Best birth control since the bucket of iced water.
DeePo says
I’m waiting for a ”fatwa” from the mufti…hahahahahaha.
I wonder what will these ”muftis” will think about the so-called sex-ed.
Adam says
DeePo,
I thought our dear Nik Aziz already said no no to sex education? He reckoned it to teaching thieves how to steal. Well, such a simple minded and likeable chap; a bit outdated in his thinking though…
mike says
Pretty comprehensive, free, and relevant … wonder if M’sia has her own version of this:
http://sexreally.com/
Otherwise, it should be used for reasons given above.
born2reign says
My parents warned/educated us about dirty old men, flashers, abducters, drugs (white stuff), ghosts, all except sex. Sex should be taught by a responsible adult who understands that it is part of a committed relationship, and not a reproductive act.
I teach my kids from 3 to 8 yrs about conception, sperms and eggs, vagina, cervix and penis, from a pictorial pregnancy book. They were very interested, of course they cannot understand the relationship part of it (the difference between friendship and lovers). So we welcome questions from there and they are not told it is a dirty taboo subject.
The important factor is whether there are any teachers who are capable and mature enough to teach about love, relationship, commitment, sacrifice and long-suffering BEFORE teaching about sexual intercourse. Otherwise, just distribute condoms and pills and VCDs about sexual intercourse – who needs a face?
Talib says
“…who needs a face?…”
Not Shahrizat’s!
Malaysians need a face. Maybe a body is good enough … a non profit body of tinkerers who do consultancy and let it pay itself.

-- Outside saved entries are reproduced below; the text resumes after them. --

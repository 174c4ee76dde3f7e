//! Cloudscape entry point
//!
//! The browser build hosts the interactive scene; the native build runs a
//! short scripted session headlessly and logs what happened.

#[cfg(target_arch = "wasm32")]
use wasm_bindgen::prelude::*;

#[cfg(target_arch = "wasm32")]
mod wasm_scene {
    use std::cell::RefCell;
    use std::rc::Rc;

    use glam::Vec2;
    use wasm_bindgen::prelude::*;
    use web_sys::{Document, HtmlCanvasElement, KeyboardEvent, MouseEvent};

    use cloudscape::Settings;
    use cloudscape::consts::*;
    use cloudscape::renderer::{DrawList, RenderError, RenderState, compose_frame, tessellate};
    use cloudscape::sim::{InputTracker, Interpreter, Key, Scene, TickOutcome, tick};

    /// Browser host failures
    #[derive(Debug, thiserror::Error)]
    pub enum HostError {
        #[error("missing browser object: {0}")]
        Missing(&'static str),

        #[error(transparent)]
        Render(#[from] RenderError),
    }

    /// Everything the frame loop and event handlers share
    struct App {
        scene: Scene,
        interpreter: Interpreter,
        tracker: InputTracker,
        render_state: Option<RenderState>,
        frame: DrawList,
        accumulator: f32,
        last_time: f64,
        running: bool,
        overlay_text: String,
    }

    impl App {
        fn new(scene: Scene) -> Self {
            Self {
                scene,
                interpreter: Interpreter::new(),
                tracker: InputTracker::new(),
                render_state: None,
                frame: DrawList::new(),
                accumulator: 0.0,
                last_time: 0.0,
                running: true,
                overlay_text: String::new(),
            }
        }

        /// Run fixed ticks for the elapsed time
        fn update(&mut self, dt: f32) {
            let dt = dt.min(0.1);
            self.accumulator += dt;

            let mut substeps = 0;
            while self.accumulator >= SIM_DT && substeps < MAX_SUBSTEPS {
                let input = self.tracker.snapshot();
                let (outcome, stats) = tick(&mut self.scene, &mut self.interpreter, &input);
                self.accumulator -= SIM_DT;
                substeps += 1;

                if outcome == TickOutcome::Quit {
                    self.running = false;
                    return;
                }
                if stats.shadows_rebuilt > 0 {
                    log::debug!(
                        "Tick {}: {} shadows rebuilt",
                        self.scene.time_ticks,
                        stats.shadows_rebuilt
                    );
                }
            }
        }

        /// Compose, tessellate and present the current scene
        fn render(&mut self, document: &Document) {
            self.frame.clear();
            compose_frame(&self.scene, self.interpreter.drag(), &mut self.frame);
            let tess = tessellate(&self.frame);

            if let Some(render_state) = self.render_state.as_mut() {
                match render_state.render(&tess.vertices) {
                    Ok(()) => {}
                    Err(wgpu::SurfaceError::Lost | wgpu::SurfaceError::Outdated) => {
                        log::warn!("Surface lost, reconfiguring");
                        render_state.resize(render_state.size.0, render_state.size.1);
                    }
                    Err(wgpu::SurfaceError::OutOfMemory) => {
                        log::error!("GPU out of memory, stopping");
                        self.running = false;
                    }
                    Err(e) => log::warn!("Render error: {:?}", e),
                }
            }

            let text = tess
                .labels
                .iter()
                .map(|l| l.text.as_str())
                .collect::<Vec<_>>()
                .join("\n");
            self.update_overlay(document, text);
        }

        /// Mirror the frame's text labels into the DOM overlay
        fn update_overlay(&mut self, document: &Document, text: String) {
            if text == self.overlay_text {
                return;
            }
            if let Some(el) = document.get_element_by_id("overlay") {
                el.set_text_content(Some(&text));
                let class = if self.scene.params.overlay_visible {
                    "panel"
                } else {
                    "hint"
                };
                let _ = el.set_attribute("class", class);
            }
            self.overlay_text = text;
        }
    }

    /// Optional JSON overrides from `<script id="scene-settings">`
    fn load_settings(document: &Document) -> Settings {
        let Some(el) = document.get_element_by_id("scene-settings") else {
            return Settings::default();
        };
        let json = el.text_content().unwrap_or_default();
        match Settings::from_json(&json) {
            Ok(settings) => settings,
            Err(e) => {
                log::warn!("Ignoring scene settings: {}", e);
                Settings::default()
            }
        }
    }

    /// Convert a mouse event to scene pixels
    fn scene_point(canvas: &HtmlCanvasElement, event: &MouseEvent) -> Vec2 {
        let rect = canvas.get_bounding_client_rect();
        let scale_x = SCREEN_WIDTH / (rect.width().max(1.0) as f32);
        let scale_y = SCREEN_HEIGHT / (rect.height().max(1.0) as f32);
        Vec2::new(
            (event.client_x() as f64 - rect.left()) as f32 * scale_x,
            (event.client_y() as f64 - rect.top()) as f32 * scale_y,
        )
    }

    pub async fn run() -> Result<(), HostError> {
        console_error_panic_hook::set_once();
        let _ = console_log::init_with_level(log::Level::Info);

        let window = web_sys::window().ok_or(HostError::Missing("window"))?;
        let document = window.document().ok_or(HostError::Missing("document"))?;
        document.set_title(WINDOW_TITLE);

        let canvas: HtmlCanvasElement = document
            .get_element_by_id("canvas")
            .ok_or(HostError::Missing("canvas element"))?
            .dyn_into()
            .map_err(|_| HostError::Missing("canvas element"))?;

        // Backing store at device resolution, scene stays 800×600
        let dpr = window.device_pixel_ratio();
        let width = (SCREEN_WIDTH as f64 * dpr) as u32;
        let height = (SCREEN_HEIGHT as f64 * dpr) as u32;
        canvas.set_width(width);
        canvas.set_height(height);

        let settings = load_settings(&document);
        let seed = settings.seed.unwrap_or_else(|| js_sys::Date::now() as u64);
        log::info!("Cloudscape starting, seed {}", seed);
        log::info!("Settings: {}", settings.to_log_string());

        let app = Rc::new(RefCell::new(App::new(Scene::new(&settings, seed))));

        let instance = wgpu::Instance::new(&wgpu::InstanceDescriptor {
            backends: wgpu::Backends::BROWSER_WEBGPU | wgpu::Backends::GL,
            ..Default::default()
        });

        let surface = instance
            .create_surface(wgpu::SurfaceTarget::Canvas(canvas.clone()))
            .map_err(RenderError::from)?;

        let adapter = instance
            .request_adapter(&wgpu::RequestAdapterOptions {
                power_preference: wgpu::PowerPreference::HighPerformance,
                compatible_surface: Some(&surface),
                force_fallback_adapter: false,
            })
            .await
            .map_err(RenderError::from)?;
        log::info!("Using adapter: {:?}", adapter.get_info().name);

        let render_state = RenderState::new(surface, &adapter, width, height).await?;
        app.borrow_mut().render_state = Some(render_state);

        setup_input_handlers(&window, &canvas, app.clone());
        request_animation_frame(app);
        Ok(())
    }

    fn setup_input_handlers(
        window: &web_sys::Window,
        canvas: &HtmlCanvasElement,
        app: Rc<RefCell<App>>,
    ) {
        // Pointer press on the canvas only
        {
            let app = app.clone();
            let canvas_clone = canvas.clone();
            let closure = Closure::<dyn FnMut(_)>::new(move |event: MouseEvent| {
                if event.button() != 0 {
                    return;
                }
                let pos = scene_point(&canvas_clone, &event);
                app.borrow_mut().tracker.pointer_down(pos);
            });
            let _ = canvas
                .add_event_listener_with_callback("mousedown", closure.as_ref().unchecked_ref());
            closure.forget();
        }

        // Move and release are tracked window-wide so drags survive leaving the canvas
        {
            let app = app.clone();
            let canvas_clone = canvas.clone();
            let closure = Closure::<dyn FnMut(_)>::new(move |event: MouseEvent| {
                let pos = scene_point(&canvas_clone, &event);
                app.borrow_mut().tracker.pointer_moved(pos);
            });
            let _ = window
                .add_event_listener_with_callback("mousemove", closure.as_ref().unchecked_ref());
            closure.forget();
        }

        {
            let app = app.clone();
            let canvas_clone = canvas.clone();
            let closure = Closure::<dyn FnMut(_)>::new(move |event: MouseEvent| {
                if event.button() != 0 {
                    return;
                }
                let pos = scene_point(&canvas_clone, &event);
                app.borrow_mut().tracker.pointer_up(pos);
            });
            let _ = window
                .add_event_listener_with_callback("mouseup", closure.as_ref().unchecked_ref());
            closure.forget();
        }

        // Losing focus mid-drag would otherwise leave the button stuck down
        {
            let app = app.clone();
            let closure = Closure::<dyn FnMut(_)>::new(move |_event: web_sys::FocusEvent| {
                app.borrow_mut().tracker.pointer_cancel();
            });
            let _ = window
                .add_event_listener_with_callback("blur", closure.as_ref().unchecked_ref());
            closure.forget();
        }

        // Keyboard
        {
            let closure = Closure::<dyn FnMut(_)>::new(move |event: KeyboardEvent| {
                if event.repeat() {
                    return;
                }
                if let Some(key) = Key::from_dom_key(&event.key()) {
                    if matches!(key, Key::Up | Key::Down | Key::Left | Key::Right) {
                        event.prevent_default();
                    }
                    app.borrow_mut().tracker.key_down(key);
                }
            });
            let _ = window
                .add_event_listener_with_callback("keydown", closure.as_ref().unchecked_ref());
            closure.forget();
        }
    }

    fn request_animation_frame(app: Rc<RefCell<App>>) {
        let Some(window) = web_sys::window() else {
            log::error!("No window, frame loop stopped");
            return;
        };
        let closure = Closure::once(move |time: f64| {
            frame_loop(app, time);
        });
        let _ = window.request_animation_frame(closure.as_ref().unchecked_ref());
        closure.forget();
    }

    fn frame_loop(app: Rc<RefCell<App>>, time: f64) {
        let Some(document) = web_sys::window().and_then(|w| w.document()) else {
            log::error!("No document, frame loop stopped");
            return;
        };

        let running = {
            let mut a = app.borrow_mut();

            let dt = if a.last_time > 0.0 {
                ((time - a.last_time) / 1000.0) as f32
            } else {
                SIM_DT
            };
            a.last_time = time;

            a.update(dt);
            if a.running {
                a.render(&document);
            } else {
                log::info!("Stopped after {} ticks", a.scene.time_ticks);
                a.update_overlay(&document, "Stopped. Reload to start again.".to_owned());
            }
            a.running
        };

        if running {
            request_animation_frame(app);
        }
    }
}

Plenty of retired medical people around. Then there’s plenty of young ones, too. A Malaysian doctor no longer serves 7,500 citizens. It’s down to almost under 1,000 citizens to 1 doctor now!???
Sell educational information to the community. Can even sell well researched information to WHO or other less developed countries. Help others and help ourselves. The HIV problem is a huge one, too!
But someone’s got to paint the overall contemporary picture and scope of the problem and the work. […]
The state we’re in, Najib will put another RM5 billion on PM’s Dept budget which is already RM12 billion.